• **What you need to do**: Pull every "when" line out of the data below.

== Dataset entries

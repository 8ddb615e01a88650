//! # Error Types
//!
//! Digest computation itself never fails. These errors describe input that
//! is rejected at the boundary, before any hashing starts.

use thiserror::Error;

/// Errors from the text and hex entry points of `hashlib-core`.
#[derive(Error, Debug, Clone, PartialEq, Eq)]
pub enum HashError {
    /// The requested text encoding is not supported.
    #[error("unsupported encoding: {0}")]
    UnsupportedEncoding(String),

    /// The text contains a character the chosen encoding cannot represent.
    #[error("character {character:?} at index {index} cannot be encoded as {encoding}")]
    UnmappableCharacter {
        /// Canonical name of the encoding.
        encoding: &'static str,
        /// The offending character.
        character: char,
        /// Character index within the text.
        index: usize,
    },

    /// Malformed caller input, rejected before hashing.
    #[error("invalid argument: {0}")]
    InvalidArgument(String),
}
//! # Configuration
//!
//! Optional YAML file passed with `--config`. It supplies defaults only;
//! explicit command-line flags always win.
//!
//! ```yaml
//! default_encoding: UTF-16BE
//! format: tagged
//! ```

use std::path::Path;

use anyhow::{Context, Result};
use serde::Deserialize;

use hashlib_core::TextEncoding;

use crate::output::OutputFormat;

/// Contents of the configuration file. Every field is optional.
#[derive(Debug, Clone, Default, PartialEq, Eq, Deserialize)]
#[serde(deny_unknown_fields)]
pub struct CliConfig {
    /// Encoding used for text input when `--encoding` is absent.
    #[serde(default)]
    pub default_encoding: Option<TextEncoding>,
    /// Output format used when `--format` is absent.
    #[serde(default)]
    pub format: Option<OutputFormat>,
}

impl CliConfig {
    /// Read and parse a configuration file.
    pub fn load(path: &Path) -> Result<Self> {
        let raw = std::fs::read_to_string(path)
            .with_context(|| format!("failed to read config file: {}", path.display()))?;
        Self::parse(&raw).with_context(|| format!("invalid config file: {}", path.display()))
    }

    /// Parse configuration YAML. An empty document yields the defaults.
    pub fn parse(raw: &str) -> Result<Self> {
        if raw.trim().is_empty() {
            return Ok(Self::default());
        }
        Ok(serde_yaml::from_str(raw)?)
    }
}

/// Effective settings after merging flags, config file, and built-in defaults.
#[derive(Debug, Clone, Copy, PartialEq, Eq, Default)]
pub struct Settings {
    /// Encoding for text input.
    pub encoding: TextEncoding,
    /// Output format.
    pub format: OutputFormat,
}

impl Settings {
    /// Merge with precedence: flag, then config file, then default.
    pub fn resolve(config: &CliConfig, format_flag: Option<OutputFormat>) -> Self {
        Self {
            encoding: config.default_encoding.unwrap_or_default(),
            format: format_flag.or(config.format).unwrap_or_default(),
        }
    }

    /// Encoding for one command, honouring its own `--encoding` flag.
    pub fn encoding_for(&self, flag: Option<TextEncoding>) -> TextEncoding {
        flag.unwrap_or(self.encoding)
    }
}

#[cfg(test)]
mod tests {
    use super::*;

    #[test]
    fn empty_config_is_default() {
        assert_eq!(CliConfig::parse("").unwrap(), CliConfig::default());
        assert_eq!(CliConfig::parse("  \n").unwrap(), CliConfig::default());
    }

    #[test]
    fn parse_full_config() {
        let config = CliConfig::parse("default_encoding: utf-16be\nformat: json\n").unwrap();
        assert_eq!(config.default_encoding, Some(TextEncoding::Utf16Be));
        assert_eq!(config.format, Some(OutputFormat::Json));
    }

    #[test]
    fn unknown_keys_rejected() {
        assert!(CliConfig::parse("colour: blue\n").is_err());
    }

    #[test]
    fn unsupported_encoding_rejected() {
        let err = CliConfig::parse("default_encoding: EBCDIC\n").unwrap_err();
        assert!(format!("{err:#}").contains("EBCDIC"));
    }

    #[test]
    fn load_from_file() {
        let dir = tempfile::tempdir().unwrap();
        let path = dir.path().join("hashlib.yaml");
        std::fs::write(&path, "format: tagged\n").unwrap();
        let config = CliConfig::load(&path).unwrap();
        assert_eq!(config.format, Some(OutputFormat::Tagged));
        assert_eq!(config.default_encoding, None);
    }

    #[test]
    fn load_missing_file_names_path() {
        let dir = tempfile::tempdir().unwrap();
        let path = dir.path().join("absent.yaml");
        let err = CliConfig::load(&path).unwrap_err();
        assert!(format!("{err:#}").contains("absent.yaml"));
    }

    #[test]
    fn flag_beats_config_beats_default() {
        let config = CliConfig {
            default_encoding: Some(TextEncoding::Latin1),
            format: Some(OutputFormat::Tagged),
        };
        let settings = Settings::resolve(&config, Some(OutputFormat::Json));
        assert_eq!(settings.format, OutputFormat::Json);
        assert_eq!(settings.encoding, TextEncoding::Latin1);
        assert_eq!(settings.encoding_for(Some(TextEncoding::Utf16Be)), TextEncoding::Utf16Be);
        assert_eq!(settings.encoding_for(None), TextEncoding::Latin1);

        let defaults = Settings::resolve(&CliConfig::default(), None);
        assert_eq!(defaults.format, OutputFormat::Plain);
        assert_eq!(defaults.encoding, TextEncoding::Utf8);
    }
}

====

• **Final answer**:
    /// Encoding used for text input when `--encoding` is absent.
    /// Output format used when `--format` is absent.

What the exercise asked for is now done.